# Poor Workmanship



## kingpin (Oct 24, 2008)

i have an 09 27L (loft) that has many faults do to poor workmanship. these include doors installed crooked,graphics that do not line up,trim pieces that buldge,stick out or are crooked,border that is unlevel,counter tops that have bad seams plus many other problems. the dealership is 300 miles away
and i have sent many pictures to document these problems but they want me to bring it there so they can look at it before they will say if they will fix it.they said it may have to go back to the factory. well i think they should send someone to look at it or come pick it up.am i crazy? and has anyone else had the these kind of problems. i forgat to mention the seams on the fiberglass outside(you can see every one)


----------



## Y-Guy (Jan 30, 2004)

You are not stuck dealing with your dealer, you can call Keystone and ask for the nearest authorized repair dealer in your area. Not all dealers will take on a unit they didn't sell. You are finding the downside to buying from a distance. What the dealer is asking is reasonable, they need to inspect it and then seek authorization from Keystone for repairs. You can try and contact Keystone directly to seek authorization but most likely they are going to want a dealer (yours or another) to inspect it for them.


----------



## kingpin (Oct 24, 2008)

kingpin said:


> i have an 09 27L (loft) that has many faults do to poor workmanship. these include doors installed crooked,graphics that do not line up,trim pieces that buldge,stick out or are crooked,border that is unlevel,counter tops that have bad seams plus many other problems. the dealership is 300 miles away
> and i have sent many pictures to document these problems but they want me to bring it there so they can look at it before they will say if they will fix it.they said it may have to go back to the factory. well i think they should send someone to look at it or come pick it up.am i crazy? and has anyone else had the these kind of problems. i forgat to mention the seams on the fiberglass outside(you can see every one)


THANKYOU. ARE THESE MANY PROBLEMS NORMAL?


----------



## Y-Guy (Jan 30, 2004)

Is it normal? No, the Outback line has a pretty good reputation, however for the RV industry as a whole its not all that uncommon to find a unit with several problems. Examples like yours are one of the reasons that a good pre-delivery inspection is needed by a buyer, sadly many buyers don't learn about them until they arrive on a forum like this well after a sale.
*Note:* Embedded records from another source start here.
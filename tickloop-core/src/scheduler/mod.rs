//! Cooperative poll scheduler
//!
//! The whole runtime is a single loop calling [`Scheduler::poll_all`].
//! Every task does a small, non-blocking unit of work per poll; any wait is
//! expressed as "not expired yet, check again next pass".

pub mod group;
pub mod registry;
pub mod task;

pub use group::PollGroup;
pub use registry::{Scheduler, TaskList};
pub use task::Poll;
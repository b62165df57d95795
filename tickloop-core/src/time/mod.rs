//! Time-based primitives
//!
//! Everything here is driven by a borrowed [`TickSource`](tickloop_hal::TickSource):
//! a [`Timer`] answers "has this much time passed", a [`Clock`] turns timers
//! into a square-wave signal and [`Periodic`] runs a handler at a fixed rate.

pub mod clock;
pub mod expires;
pub mod periodic;
pub mod timer;

pub use clock::Clock;
pub use expires::{Expires, ExpiresComposite, ExpiryMode};
pub use periodic::Periodic;
pub use timer::{Timer, NEVER};
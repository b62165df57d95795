//! Character grid
//!
//! A fixed `ROWS x COLS` byte matrix. The renderer keeps two of them: the
//! frame being painted and the last state sent to the panel.

/// Fill byte for a blank cell
pub const BLANK: u8 = b' ';

/// Shown in place of characters the panel's ASCII font lacks
pub const SUBSTITUTE: u8 = b'?';

/// Fixed-size character matrix
///
/// Writes outside the grid are silently dropped, so widgets can paint
/// text without clipping it themselves.
#[derive(Clone, PartialEq, Eq)]
pub struct Grid<const ROWS: usize, const COLS: usize> {
    cells: [[u8; COLS]; ROWS],
}

impl<const ROWS: usize, const COLS: usize> Default for Grid<ROWS, COLS> {
    fn default() -> Self {
        Self::new(BLANK)
    }
}

impl<const ROWS: usize, const COLS: usize> Grid<ROWS, COLS> {
    /// Create a grid with every cell set to `fill`
    pub const fn new(fill: u8) -> Self {
        Self {
            cells: [[fill; COLS]; ROWS],
        }
    }

    /// Set every cell to `fill`
    pub fn clear(&mut self, fill: u8) {
        for row in &mut self.cells {
            row.fill(fill);
        }
    }

    /// Read a cell, `None` outside the grid
    pub fn get(&self, row: usize, col: usize) -> Option<u8> {
        self.cells.get(row).and_then(|r| r.get(col)).copied()
    }

    /// Write a cell; out-of-range positions are ignored
    pub fn set(&mut self, row: usize, col: usize, ch: u8) {
        if let Some(cell) = self.cells.get_mut(row).and_then(|r| r.get_mut(col)) {
            *cell = ch;
        }
    }

    /// Write bytes starting at (`row`, `col`), clipped to the grid
    ///
    /// NUL bytes are written as blanks.
    pub fn write(&mut self, row: usize, col: usize, text: &[u8]) {
        for (i, &ch) in text.iter().enumerate() {
            self.set(row, col + i, if ch == 0 { BLANK } else { ch });
        }
    }

    /// Write text one cell per character
    ///
    /// Characters outside ASCII are shown as [`SUBSTITUTE`].
    pub fn write_str(&mut self, row: usize, col: usize, text: &str) {
        for (i, ch) in text.chars().enumerate() {
            let byte = if ch.is_ascii() { ch as u8 } else { SUBSTITUTE };
            self.set(row, col + i, if byte == 0 { BLANK } else { byte });
        }
    }

    /// Write exactly `width` cells: `text` truncated or padded with blanks
    pub fn write_width(&mut self, row: usize, col: usize, text: &[u8], width: usize) {
        for i in 0..width {
            let ch = match text.get(i) {
                Some(&ch) if ch != 0 => ch,
                _ => BLANK,
            };
            self.set(row, col + i, ch);
        }
    }

    /// Contents of one row, `None` outside the grid
    pub fn row(&self, row: usize) -> Option<&[u8; COLS]> {
        self.cells.get(row)
    }

    pub fn rows(&self) -> impl Iterator<Item = &[u8; COLS]> {
        self.cells.iter()
    }

    pub const fn height(&self) -> usize {
        ROWS
    }

    pub const fn width(&self) -> usize {
        COLS
    }
}

impl<const ROWS: usize, const COLS: usize> core::fmt::Debug for Grid<ROWS, COLS> {
    fn fmt(&self, f: &mut core::fmt::Formatter<'_>) -> core::fmt::Result {
        let mut list = f.debug_list();
        for row in &self.cells {
            match core::str::from_utf8(row) {
                Ok(text) => list.entry(&text),
                Err(_) => list.entry(row),
            };
        }
        list.finish()
    }
}

#[cfg(feature = "defmt")]
impl<const ROWS: usize, const COLS: usize> defmt::Format for Grid<ROWS, COLS> {
    fn format(&self, f: defmt::Formatter) {
        defmt::write!(f, "Grid[");
        for (i, row) in self.cells.iter().enumerate() {
            if i > 0 {
                defmt::write!(f, ", ");
            }
            defmt::write!(f, "{=[u8]:a}", row.as_slice());
        }
        defmt::write!(f, "]");
    }
}
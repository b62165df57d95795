//! HID-style press/release sink
//!
//! Models a USB keyboard or mouse button output. Calls take `&self`
//! because one physical sink is shared by every key bound to it; drivers
//! keep whatever state they need behind interior mutability.

/// Binary press/release output
pub trait HidOutput {
    /// Press (and hold) the given key or button code
    fn press(&self, code: u16);

    /// Release the given key or button code
    fn release(&self, code: u16);
}

impl<T: HidOutput + ?Sized> HidOutput for &T {
    fn press(&self, code: u16) {
        (**self).press(code)
    }

    fn release(&self, code: u16) {
        (**self).release(code)
    }
}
Even now you may want to use Tom Boles PDI Checklist to see if you have any other issues.

Since you are in Indiana, I'd see if you can send it back to Elkhart for repairs and not mess with any dealers.


----------



## Scoutr2 (Aug 21, 2006)

I am surprised that the dealer did not catch most of these mistakes before putting it on the lot for sale. I know times are tough, but these types of problems - especially the easily seen cosmetic problems - could have, and should have been corrected by the dealer before you bought the trailer.

Shame on your dealer







They are just as negligent as the factory, on this one. Part of their job is to fix these problems before they reach the customer.

I would definately want some compensation for my time, fuel, and trouble. I'd be hoppin' mad at these cosmetic flaws that were obviously ignored.

Be nice, but firm, to start with. Give them a chance to apologize and make things right. But I would not take NO for an answer - from Keystone OR from the dealer. There are avenues for restitution.

Just my $.02.


----------



## LA Plouff (Mar 15, 2008)

kingpin said:


> i have an 09 27L (loft) that has many faults do to poor workmanship. these include doors installed crooked,graphics that do not line up,trim pieces that buldge,stick out or are crooked,border that is unlevel,counter tops that have bad seams plus many other problems. the dealership is 300 miles away
> and i have sent many pictures to document these problems but they want me to bring it there so they can look at it before they will say if they will fix it.they said it may have to go back to the factory. well i think they should send someone to look at it or come pick it up.am i crazy? and has anyone else had the these kind of problems. i forgat to mention the seams on the fiberglass outside(you can see every one)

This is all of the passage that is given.